Tuesday, August 10, 2010

The attraction of decay

click photo to enlarge
The attractive qualities that are sometimes ascribed to ruins and scenes of dereliction and decay has its roots in the Romanticism of the eighteenth and nineteenth centuries. This movement was a reaction against the dominant social and political values of the Age of Enlightenment, and the scientific rationalization of nature. It elevated strong emotion and the "sublime", proclaiming them worthy feelings capable of standing alongside reason.

Today painters and photographers generally eschew the ancient classical and Gothic ruins that feature in the works of Caspar David Friedrich and J.M.W. Turner, preferring the post-industrial scenes of our urban areas. Derelict buildings, graffiti, abandoned factories and dilapidated warehouses in inner-city wastelands have taken the place of the roofless churches, collapsed columns and decaying statues in arcadia or on precipitous heights. But, in finding such things attractive and worthy of recording in paint or with a camera, is there more than the late stirrings of Romanticism at work. Perhaps our latterday scenes that evoke feelings of repulsion and sublimity work at a visceral level reminding us of the transient nature of our society, and the fact that all we now value and revere has the potential to fall apart and be cast aside. For some that is a terrifying thought that undermines the contract that materialism offers us. For others it is a visual admonition of a truth that our culture tries to make us forget. And maybe that is what determines whether or not you like such images.

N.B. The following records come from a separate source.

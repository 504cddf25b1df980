//! In-memory raster documents owned by the [`Editor`](crate::editor::Editor).

use std::fmt;
use std::str::FromStr;

use image::imageops::{self, FilterType};
use image::{DynamicImage, Rgba, RgbaImage};
use serde::{Deserialize, Serialize};

use crate::host::{CommandKind, DocumentId};

/// Largest edge length any document may have, created, opened or resized.
pub const MAX_DIMENSION: u32 = 30_000;

const METERS_PER_INCH: f64 = 0.0254;

/// Color mode a document is encoded in.
#[derive(Debug, Clone, Copy, PartialEq, Eq, Default, Serialize, Deserialize)]
#[serde(rename_all = "lowercase")]
pub enum ColorMode {
    #[default]
    Rgb,
    Grayscale,
}

/// Initial contents of a newly created document.
#[derive(Debug, Clone, Copy, PartialEq, Eq, Default, Serialize, Deserialize)]
#[serde(rename_all = "lowercase")]
pub enum Fill {
    #[default]
    White,
    Black,
    Transparent,
}

impl Fill {
    fn pixel(self) -> Rgba<u8> {
        match self {
            Fill::White => Rgba([u8::MAX, u8::MAX, u8::MAX, u8::MAX]),
            Fill::Black => Rgba([0, 0, 0, u8::MAX]),
            Fill::Transparent => Rgba([0, 0, 0, 0]),
        }
    }
}

/// Resampling used when resizing a document.
#[derive(Debug, Clone, Copy, PartialEq, Eq, Default, Serialize, Deserialize)]
#[serde(rename_all = "lowercase")]
pub enum ResampleFilter {
    Nearest,
    Bilinear,
    #[default]
    Bicubic,
    Lanczos,
}

impl ResampleFilter {
    pub fn filter_type(self) -> FilterType {
        match self {
            ResampleFilter::Nearest => FilterType::Nearest,
            ResampleFilter::Bilinear => FilterType::Triangle,
            ResampleFilter::Bicubic => FilterType::CatmullRom,
            ResampleFilter::Lanczos => FilterType::Lanczos3,
        }
    }

    pub fn as_str(self) -> &'static str {
        match self {
            ResampleFilter::Nearest => "nearest",
            ResampleFilter::Bilinear => "bilinear",
            ResampleFilter::Bicubic => "bicubic",
            ResampleFilter::Lanczos => "lanczos",
        }
    }
}

impl fmt::Display for ResampleFilter {
    fn fmt(&self, f: &mut fmt::Formatter<'_>) -> fmt::Result {
        f.write_str(self.as_str())
    }
}

impl FromStr for ResampleFilter {
    type Err = String;

    fn from_str(value: &str) -> Result<Self, Self::Err> {
        match value.trim().to_ascii_lowercase().as_str() {
            "nearest" | "nn" => Ok(ResampleFilter::Nearest),
            "bilinear" | "triangle" => Ok(ResampleFilter::Bilinear),
            "bicubic" | "catmullrom" => Ok(ResampleFilter::Bicubic),
            "lanczos" | "lanczos3" => Ok(ResampleFilter::Lanczos),
            other => Err(format!("unknown resample filter '{other}'")),
        }
    }
}

/// Parameters for [`Host::create_document`](crate::host::Host::create_document).
#[derive(Debug, Clone, PartialEq)]
pub struct DocumentSpec {
    pub name: String,
    pub width: u32,
    pub height: u32,
    /// Pixels per inch.
    pub resolution: f64,
    pub mode: ColorMode,
    pub fill: Fill,
}

impl DocumentSpec {
    /// The 46×46, 72 DPI, white RGB canvas favicons are drawn on.
    pub fn favicon_canvas() -> Self {
        Self {
            name: "Favicon".to_string(),
            width: 46,
            height: 46,
            resolution: 72.0,
            mode: ColorMode::Rgb,
            fill: Fill::White,
        }
    }

    pub fn validate(&self) -> Result<(), String> {
        check_dimensions(self.width, self.height)?;
        if !self.resolution.is_finite() || self.resolution <= 0.0 {
            return Err(format!(
                "resolution must be a positive number (got {})",
                self.resolution
            ));
        }
        Ok(())
    }
}

/// Both edges must lie in `1..=MAX_DIMENSION`.
pub fn check_dimensions(width: u32, height: u32) -> Result<(), String> {
    if width == 0 || height == 0 {
        return Err(format!(
            "document dimensions must be non-zero (got {width}x{height})"
        ));
    }
    if width > MAX_DIMENSION || height > MAX_DIMENSION {
        return Err(format!(
            "document dimensions exceed {MAX_DIMENSION}px (got {width}x{height})"
        ));
    }
    Ok(())
}

impl Default for DocumentSpec {
    fn default() -> Self {
        Self::favicon_canvas()
    }
}

#[derive(Debug, Clone)]
pub(crate) struct Document {
    pub(crate) id: DocumentId,
    pub(crate) name: String,
    pub(crate) pixels: RgbaImage,
    pub(crate) resolution: f64,
    pub(crate) mode: ColorMode,
    /// Batch commands accepted without synchronous execution, applied in order
    /// before the document is next read or changed.
    pub(crate) pending: Vec<CommandKind>,
}

impl Document {
    pub(crate) fn blank(id: DocumentId, spec: &DocumentSpec) -> Self {
        let mut pixels = RgbaImage::from_pixel(spec.width, spec.height, spec.fill.pixel());
        if spec.mode == ColorMode::Grayscale {
            pixels = DynamicImage::ImageRgba8(pixels).grayscale().to_rgba8();
        }
        Self {
            id,
            name: spec.name.clone(),
            pixels,
            resolution: spec.resolution,
            mode: spec.mode,
            pending: Vec::new(),
        }
    }

    pub(crate) fn from_image(
        id: DocumentId,
        name: String,
        image: DynamicImage,
        resolution: f64,
    ) -> Self {
        let mode = if image.color().has_color() {
            ColorMode::Rgb
        } else {
            ColorMode::Grayscale
        };
        Self {
            id,
            name,
            pixels: image.to_rgba8(),
            resolution,
            mode,
            pending: Vec::new(),
        }
    }

    /// Deep copy under a new id.
    pub(crate) fn duplicate(&self, id: DocumentId) -> Self {
        Self {
            id,
            name: format!("{} copy", self.name),
            pixels: self.pixels.clone(),
            resolution: self.resolution,
            mode: self.mode,
            pending: Vec::new(),
        }
    }

    pub(crate) fn dimensions(&self) -> (u32, u32) {
        self.pixels.dimensions()
    }

    pub(crate) fn apply(&mut self, command: CommandKind) {
        match command {
            CommandKind::Invert => imageops::invert(&mut self.pixels),
        }
    }

    pub(crate) fn flush_pending(&mut self) -> usize {
        let pending = std::mem::take(&mut self.pending);
        let count = pending.len();
        for command in pending {
            self.apply(command);
        }
        count
    }

    pub(crate) fn resize(&mut self, width: u32, height: u32, filter: ResampleFilter) {
        if self.pixels.dimensions() == (width, height) {
            return;
        }
        self.pixels = imageops::resize(&self.pixels, width, height, filter.filter_type());
    }

    /// Encode as PNG. Output depends only on pixels, mode and resolution, so two
    /// encodes of the same document are byte-identical.
    pub(crate) fn encode_png(&self) -> Result<Vec<u8>, png::EncodingError> {
        let (width, height) = self.pixels.dimensions();
        let opaque = self.pixels.pixels().all(|pixel| pixel[3] == u8::MAX);
        let (color, data): (png::ColorType, Vec<u8>) = match (self.mode, opaque) {
            (ColorMode::Rgb, true) => (
                png::ColorType::Rgb,
                self.pixels
                    .pixels()
                    .flat_map(|pixel| [pixel[0], pixel[1], pixel[2]])
                    .collect(),
            ),
            (ColorMode::Rgb, false) => (png::ColorType::Rgba, self.pixels.as_raw().clone()),
            (ColorMode::Grayscale, true) => (
                png::ColorType::Grayscale,
                self.pixels.pixels().map(|pixel| pixel[0]).collect(),
            ),
            (ColorMode::Grayscale, false) => (
                png::ColorType::GrayscaleAlpha,
                self.pixels
                    .pixels()
                    .flat_map(|pixel| [pixel[0], pixel[3]])
                    .collect(),
            ),
        };

        let pixels_per_meter = (self.resolution / METERS_PER_INCH).round() as u32;
        let mut out = Vec::new();
        {
            let mut encoder = png::Encoder::new(&mut out, width, height);
            encoder.set_color(color);
            encoder.set_depth(png::BitDepth::Eight);
            encoder.set_pixel_dims(Some(png::PixelDimensions {
                xppu: pixels_per_meter,
                yppu: pixels_per_meter,
                unit: png::Unit::Meter,
            }));
            let mut writer = encoder.write_header()?;
            writer.write_image_data(&data)?;
            writer.finish()?;
        }
        Ok(out)
    }
}

/// Read-only copy of a document's state, for previews and inspection.
#[derive(Debug, Clone)]
pub struct DocumentSnapshot {
    pub id: DocumentId,
    pub name: String,
    pub pixels: RgbaImage,
    pub resolution: f64,
    pub mode: ColorMode,
}

impl From<&Document> for DocumentSnapshot {
    fn from(document: &Document) -> Self {
        Self {
            id: document.id,
            name: document.name.clone(),
            pixels: document.pixels.clone(),
            resolution: document.resolution,
            mode: document.mode,
        }
    }
}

Today's photograph is not an example of urban decay and dereliction, but rather is its rural counterpart. I don't know what the original purpose of these abandoned units was: perhaps they housed pigs or some other livestock. But today they sit empty and forlorn at Monksthorpe in Lincolnshire, their asbestos panels slowly succumbing to the ravages of the wind, weeds growing up around them, a glimpse of someone's failed or superseded enterprise. As I walked past them one evening, the sun low in the sky, its light illuminating the underside of a bank of low, dark clouds, the buildings' abandoned character appealed to me, and I took this photograph.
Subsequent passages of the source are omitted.